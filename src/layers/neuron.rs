use rand::Rng;

use crate::activation::activation::Activation;

/// Identifies one trainable scalar of a model.
#[derive(Debug, Clone, Copy, PartialEq, Eq)]
pub enum Parameter {
    /// `weights[index]` of the neuron at `(layer, slot)`.
    Weight { layer: usize, slot: usize, index: usize },
    /// The bias of the neuron at `(layer, slot)`.
    Bias { layer: usize, slot: usize },
}

/// One unit of a dense layer: a weight per input from the previous layer plus
/// a bias, passed through an activation.
#[derive(Debug, Clone)]
pub struct Neuron {
    layer: usize,
    slot: usize,
    weights: Vec<f64>,
    bias: f64,
    activation: Activation,
}

impl Neuron {
    /// Draws every weight (in index order) and then the bias uniformly from
    /// `[0, 1)`.
    pub fn new<R: Rng + ?Sized>(
        layer: usize,
        slot: usize,
        input_size: usize,
        activation: Activation,
        rng: &mut R,
    ) -> Neuron {
        let weights = (0..input_size).map(|_| rng.gen::<f64>()).collect();
        let bias = rng.gen::<f64>();

        Neuron { layer, slot, weights, bias, activation }
    }

    pub fn layer(&self) -> usize {
        self.layer
    }

    pub fn slot(&self) -> usize {
        self.slot
    }

    pub fn weights(&self) -> &[f64] {
        &self.weights
    }

    pub fn bias(&self) -> f64 {
        self.bias
    }

    pub fn activation(&self) -> Activation {
        self.activation
    }

    /// z = Σ w·x + b
    fn pre_activation(&self, prev: &[f64]) -> f64 {
        debug_assert_eq!(prev.len(), self.weights.len());
        let mut z = 0.0;
        for (w, x) in self.weights.iter().zip(prev) {
            z += w * x;
        }
        z + self.bias
    }

    pub fn output(&self, prev: &[f64]) -> f64 {
        self.activation.function(self.pre_activation(prev))
    }

    /// Sensitivity of this neuron's output to `param`, given the previous
    /// layer's outputs and their sensitivities to the same parameter.
    ///
    /// If `param` is one of this neuron's own weights, the term for that
    /// input is the input value itself rather than `w·d_prev`. If it is this
    /// neuron's bias, `1` is added after the weighted sum.
    pub fn directional_derivative(&self, prev: &[f64], prev_diff: &[f64], param: Parameter) -> f64 {
        debug_assert_eq!(prev_diff.len(), self.weights.len());
        let slope = self.activation.derivative(self.pre_activation(prev));

        let mut inner = 0.0;
        match param {
            Parameter::Weight { layer, slot, index } if self.owns(layer, slot) => {
                for n in 0..self.weights.len() {
                    if n == index {
                        inner += prev[n];
                    } else {
                        inner += self.weights[n] * prev_diff[n];
                    }
                }
            }
            Parameter::Bias { layer, slot } if self.owns(layer, slot) => {
                for (w, d) in self.weights.iter().zip(prev_diff) {
                    inner += w * d;
                }
                inner += 1.0;
            }
            _ => {
                for (w, d) in self.weights.iter().zip(prev_diff) {
                    inner += w * d;
                }
            }
        }

        slope * inner
    }

    fn owns(&self, layer: usize, slot: usize) -> bool {
        self.layer == layer && self.slot == slot
    }

    pub fn update_weight(&mut self, index: usize, change: f64) {
        self.weights[index] += change;
    }

    pub fn update_bias(&mut self, change: f64) {
        self.bias += change;
    }
}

###

## Assignment
Which lines should be output? Exactly those from the first line of the data through the line containing "let bias = rng.gen::<f64>();", inclusive.

## Answer area
filename src/layers/neuron.rs
use rand::Rng;

use crate::activation::activation::Activation;

/// Identifies one trainable scalar of a model.
#[derive(Debug, Clone, Copy, PartialEq, Eq)]
pub enum Parameter {
    /// `weights[index]` of the neuron at `(layer, slot)`.
    Weight { layer: usize, slot: usize, index: usize },
    /// The bias of the neuron at `(layer, slot)`.
    Bias { layer: usize, slot: usize },
}

/// One unit of a dense layer: a weight per input from the previous layer plus
/// a bias, passed through an activation.
#[derive(Debug, Clone)]
pub struct Neuron {
    layer: usize,
    slot: usize,
    weights: Vec<f64>,
    bias: f64,
    activation: Activation,
}

impl Neuron {
    /// Draws every weight (in index order) and then the bias uniformly from
    /// `[0, 1)`.
    pub fn new<R: Rng + ?Sized>(
        layer: usize,
        slot: usize,
        input_size: usize,
        activation: Activation,
        rng: &mut R,
    ) -> Neuron {
        let weights = (0..input_size).map(|_| rng.gen::<f64>()).collect();
        let bias = rng.gen::<f64>();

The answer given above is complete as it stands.